Таблица 16-11. Классификация
1. Доброкачественные опухоли:
– --доброкачественные опухоли костной и хрящевой ткани;
– --доброкачественные опухоли мягких тканей.
2. Злокачественные опухоли грудной стенки:
– --злокачественные опухоли костной и хрящевой ткани;
– --злокачественные опухоли мягких тканей грудной стенки;
– --метастатические опухоли грудной стенки.
3. Злокачественные опухоли органов груди с инвазией грудной стенки:
– --опухоли легкого;
– --опухоли плевры;
– --злокачественные опухоли средостения;
– --опухоли молочной железы.
4. Опухолеподобные заболевания грудной стенки.
Клинические проявления опухолей грудной стенки схожи. Заболевание начинается нередко с появления медленно растущего опухолеподобного образования, которое по мере своего увеличения может причинять неудобства и болевые ощущения. Выраженный болевой синдром и нарушение чувствительности больше свидетельствуют в пользу злокачественного характера новообразования. Другими симптомами злокачественных поражений грудной стенки являются быстрый рост образования, его выпячивание, гиперемия, появление патологической подвижности в пораженной области, сдавление легкого и нарушение механики дыхания. При доброкачественных опухолях болевой синдром менее выражен. Опухоль растет медленно. Чаще главной жалобой является только косметический дефект.
Для диагностики обычно используют лучевые методы, из которых ведущими в последние годы стали КТ и МРТ [30]. Эти методы позволяют не только локализовать опухоль и точно измерить ее величину, но и определить взаимоотношение новообразования грудной стенки с другими органами, сосудистыми и нервными структурами, а также визуализировать образование в различных плоскостях. Диагностические мероприятия завершаются определением гистологического строения опухоли, что определяет лечебную тактику и прогноз.
Биопсия опухоли выполняется пункционным или открытым методом. При пункционном методе производят пункцию образования специальными биопсийными иглами (иглы Копе, Абрамса). Однако полученный материал оказывается не всегда информативным. Поэтому при возможности предпочтение отдается открытому методу, при котором под визуальным контролем рассекают ткань над опухолью и удаляют достаточный для исследования фрагмент. Открытая биопсия может быть эксцизионной, т.е. с удалением всего образования, отступая от его края на 1 см.

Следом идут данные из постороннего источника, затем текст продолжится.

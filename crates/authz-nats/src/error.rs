//! Errors of the NATS client and audit publisher.

use std::time::Duration;

/// Result of NATS operations.
pub type Result<T, E = Error> = std::result::Result<T, E>;

#[derive(Debug, thiserror::Error)]
pub enum Error {
    #[error("invalid NATS configuration: {0}")]
    InvalidConfig(String),

    /// The server could not be reached or dropped the connection.
    #[error("NATS connection failed: {0}")]
    Connection(#[source] async_nats::Error),

    #[error("no answer from NATS within {0:?}")]
    Timeout(Duration),

    /// Creating or looking up a JetStream stream failed.
    #[error("stream {stream} is unavailable: {reason}")]
    Stream { stream: &'static str, reason: String },

    /// The server did not acknowledge a published message.
    #[error("publish to {subject} was not acknowledged: {reason}")]
    Publish { subject: String, reason: String },

    #[error("could not encode message: {0}")]
    Encode(#[from] serde_json::Error),
}

impl Error {
    /// Returns whether a later attempt may succeed.
    pub fn is_transient(&self) -> bool {
        matches!(
            self,
            Self::Connection(_) | Self::Timeout(_) | Self::Publish { .. }
        )
    }
}

#[cfg(test)]
mod tests {
    use super::*;

    #[test]
    fn transient_errors() {
        assert!(Error::Timeout(Duration::from_secs(1)).is_transient());
        assert!(
            Error::Publish {
                subject: "audit.CREATE_ROLE".to_owned(),
                reason: "no responders".to_owned(),
            }
            .is_transient()
        );
        assert!(!Error::InvalidConfig("empty url".to_owned()).is_transient());
    }

    #[test]
    fn stream_errors_name_the_stream() {
        let error = Error::Stream {
            stream: "AUDIT_LOGS",
            reason: "insufficient resources".to_owned(),
        };
        assert_eq!(
            error.to_string(),
            "stream AUDIT_LOGS is unavailable: insufficient resources"
        );
    }
}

Этот метод нередко используется при неглубоко расположенных небольших образованиях (до 5 см). При опухолях больших размеров или тяжелом состоянии больного применяется инцизионная техника с удалением только фрагмента опухоли [31].
Лечение опухолей грудной стенки зависит от их гистологического строения. Методом выбора в лечении доброкачественных новообразований и большинства первичных злокачественных является хирургическое удаление опухоли. При злокачественном новообразовании используют широкую резекцию грудной стенки в пределах здоровых тканей. Граница разреза должна отстоять от края опухоли не менее чем на 4 см [32]. В случае образования обширного дефекта после резекции операцию заканчивают реконструкцией грудной стенки. Для стабилизации каркаса наиболее часто используются различные виды синтетических материалов из пролена и гортекса. Для дополнительной стабилизации грудины применяются металлоконструкции и фрагменты аутокости (малоберцовая кость, ребра). При обширных дефектах мягких тканей используют мышечную пластику - перемещенные мышечные лоскуты (большой грудной, широчайшей, передней зубчатой либо прямой мышцей живота) [30, 32]. Общий прогноз после радикального хирургического лечения определяет степень злокачественности и распространенность опухоли, наличие отдаленных метастазов.